As the Legislature wraps up committee assignments and gets down to business, banking organizations are finalizing their major legislative issues. Members of the Mississippi Bankers Association (MBA) and the Mortgage Bankers Association of Mississippi, along with the Mississippi Department of Banking and Consumer Finance, are meeting to develop positions on a number of issues.
Mac Deaver, president of the MBA, said the organization expects to introduce and support legislation fighting fraudulent lending practices and to support bills to make certain technical changes to banking statutes. As mortgage woes continue to beset the country, close attention will be paid to any bills affecting that industry in Mississippi.
“Our association will be involved in any proposals that affect the lending process and our ability to serve our customers,” he said. “We favor fair, ethical lending practices and oppose fraudulent ones. At the same time, we oppose any further restrictions being placed on banks in reaction to practices of lenders outside our industry.”
Limiting lending turmoil
The Mortgage Bankers Association is committed that the state will not have as much turmoil in lending and the housing market as the rest of the country, according to Quentin Whitwell, the group’s executive director.

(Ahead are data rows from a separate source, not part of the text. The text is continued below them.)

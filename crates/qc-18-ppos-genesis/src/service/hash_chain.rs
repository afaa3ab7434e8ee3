//! # Hash-Chained Store
//!
//! Write-through wrapper that folds every `put` into a rolling digest:
//!
//! ```text
//! acc_0 = 0x00…00
//! acc_n = keccak256( rlp_bytes( key_n ‖ value_n ‖ acc_{n-1} ) )
//! ```
//!
//! The concatenation is RLP-encoded as a single byte string before hashing.
//! Every node computes this digest independently at genesis and the result is
//! stored as consensus state, so the fold must be reproduced byte for byte.
//! Writes are folded per call: writing identical bytes twice folds twice.

use crate::domain::StoreError;
use crate::ports::SnapshotStore;
use shared_types::{keccak256, Hash, ZERO_HASH};

/// Fold one key/value write into the previous accumulator.
#[must_use]
pub fn fold_kv_hash(key: &[u8], value: &[u8], previous: &Hash) -> Hash {
    let mut buf = Vec::with_capacity(key.len() + value.len() + previous.len());
    buf.extend_from_slice(key);
    buf.extend_from_slice(value);
    buf.extend_from_slice(previous);
    keccak256(&rlp::encode(&buf))
}

/// Snapshot store wrapper maintaining the PPoS hash accumulator.
///
/// Scoped to one genesis build: create, write, then `finish` to take the
/// digest. The accumulator is never persisted by this type.
pub struct HashChainedStore<'a, S: SnapshotStore + ?Sized> {
    inner: &'a mut S,
    current: Hash,
    writes: usize,
}

impl<'a, S: SnapshotStore + ?Sized> HashChainedStore<'a, S> {
    pub fn new(inner: &'a mut S) -> Self {
        Self {
            inner,
            current: ZERO_HASH,
            writes: 0,
        }
    }

    /// Write through, then fold. A failed write leaves the accumulator untouched.
    pub fn put(&mut self, key: &[u8], value: &[u8]) -> Result<Hash, StoreError> {
        self.inner.put_base(key, value)?;
        self.current = fold_kv_hash(key, value, &self.current);
        self.writes += 1;
        tracing::debug!(
            pposhash = %hex::encode(self.current),
            key = %hex::encode(key),
            "[qc-18] Folded genesis write #{}",
            self.writes
        );
        Ok(self.current)
    }

    #[must_use]
    pub fn current_hash(&self) -> Hash {
        self.current
    }

    /// Number of writes folded so far.
    #[must_use]
    pub fn writes(&self) -> usize {
        self.writes
    }

    /// Release the store and return the final digest.
    #[must_use]
    pub fn finish(self) -> Hash {
        self.current
    }
}
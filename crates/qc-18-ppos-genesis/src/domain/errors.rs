use thiserror::Error;

/// Snapshot key-value store failures.
#[derive(Debug, Clone, PartialEq, Eq, Error)]
pub enum StoreError {
    #[error("Database error: {0}")]
    DatabaseError(String),

    /// Nothing from the batch was kept.
    #[error("Batch of {total} writes rejected at write #{failed_at}")]
    BatchRejected { failed_at: usize, total: usize },
}

/// Account state (statedb) failures.
#[derive(Debug, Clone, PartialEq, Eq, Error)]
pub enum StateError {
    #[error("Database error: {0}")]
    DatabaseError(String),

    #[error("Balance overflow")]
    BalanceOverflow,
}

/// Restricting ledger failures.
#[derive(Debug, Clone, PartialEq, Eq, Error)]
pub enum LedgerError {
    #[error("Restricting record has no plans")]
    EmptyPlans,

    #[error("Invalid restricting plan #{index}: {reason}")]
    InvalidPlan { index: usize, reason: String },

    #[error("Account state error: {0}")]
    State(#[from] StateError),
}

/// Node identity to address derivation failures.
#[derive(Debug, Clone, PartialEq, Eq, Error)]
pub enum DerivationError {
    #[error("Node id is not a valid secp256k1 public key: {0}")]
    InvalidPublicKey(String),
}

/// Genesis construction errors.
///
/// Every variant is fatal: the node must refuse to start rather than run
/// with partially seeded consensus state.
#[derive(Debug, Error)]
pub enum GenesisError {
    #[error("Failed to derive node address at position {index} (node {node_id}): {source}")]
    IdentityDerivation {
        index: usize,
        node_id: String,
        #[source]
        source: DerivationError,
    },

    #[error("Failed to encode {what}: {reason}")]
    Encode { what: &'static str, reason: String },

    #[error("Snapshot store write failed for {what}: {source}")]
    Store {
        what: &'static str,
        #[source]
        source: StoreError,
    },

    #[error("Account state write failed: {0}")]
    State(#[from] StateError),

    #[error("Restricting ledger rejected allowance plan: {0}")]
    Ledger(#[from] LedgerError),

    #[error("Invalid genesis configuration: {0}")]
    InvalidConfig(String),
}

“We stand with the industry nationwide to make sure the market stabilizes, confidence is returned and that we have a greater focus on the values of lending and lending channels,” he said.
He knows of no specific legislation at the state level as most mortgage banking issues are being dealt with at the federal level, but is a bit nervous that there may be an over reaction on the state level.
“We want to make sure legislation is not passed that would over react to perceived problems that aren’t there,” Whitwell said, “That includes attempts to freeze credit mortgage products and to stop bona fide mortgage products that help consumers — anything that could have a reverse affect and take away options.”
State Banking Commissioner John S. Allison says the state’s mortgage statutes need a bit more tweaking after last year’s severe re-vamping of the mortgage act. “We want to ferret out wrong doers,” he said. “I don’t see any earth-shaking legislation this year. It mostly will be technical amendments and housekeeping. We will see what others in the industry are doing and support them.”
Competing in the marketplace
Deaver says the MBA will generally work for legislation that will allow member institutions to compete in the marketplace.
“Likewise, we will oppose any measures that unduly restrict free and open competition,” he said. “We will work with state officials, including the State Banking Department, on several fronts. Also, we expect to be supportive of the business court proposed by Secretary of State Delbert Hosemann.”
Allison says the banking groups will introduce a bill again this year that will add $1.25 to all deeds of trust. One dollar of that amount goes into a fund to investigate mortgage fraud.
“The bill got a lot of traction last year. There were questions about the number of deeds filed, so we came back and did a survey, receiving responses from most counties, including all of the big ones,” he said. “The mortgage industry, the county clerks who will gather the information and the real estate industry support this bill. We all want to ferret out wrongdoers.”
Allison also hopes to see passage of a bill that updates the sale-of-check act as it pertains to transferring money. He says the statute is old and needs beefing up, particularly the bond for sellers of money orders.
“We want to tie the bond to dollar amounts outstanding,” he said. “The change would also take into context pre-paid debit cards and gift certificates, how companies do fees on them and the expiration. We want language to get the full value on these transactions.”
Consumer and investor confidence
Whitwell says the number one goal of the Mortgage Bankers Association is to regain the confidence of consumers and investors by taking a common sense approach and returning to the basics of mortgage lending.
“Toward that goal, we need all lenders to provide education about consumer finance to clients, to provide information of selection of choices for home financing and to make sure clients have all the information they need about all the products offered,” he said.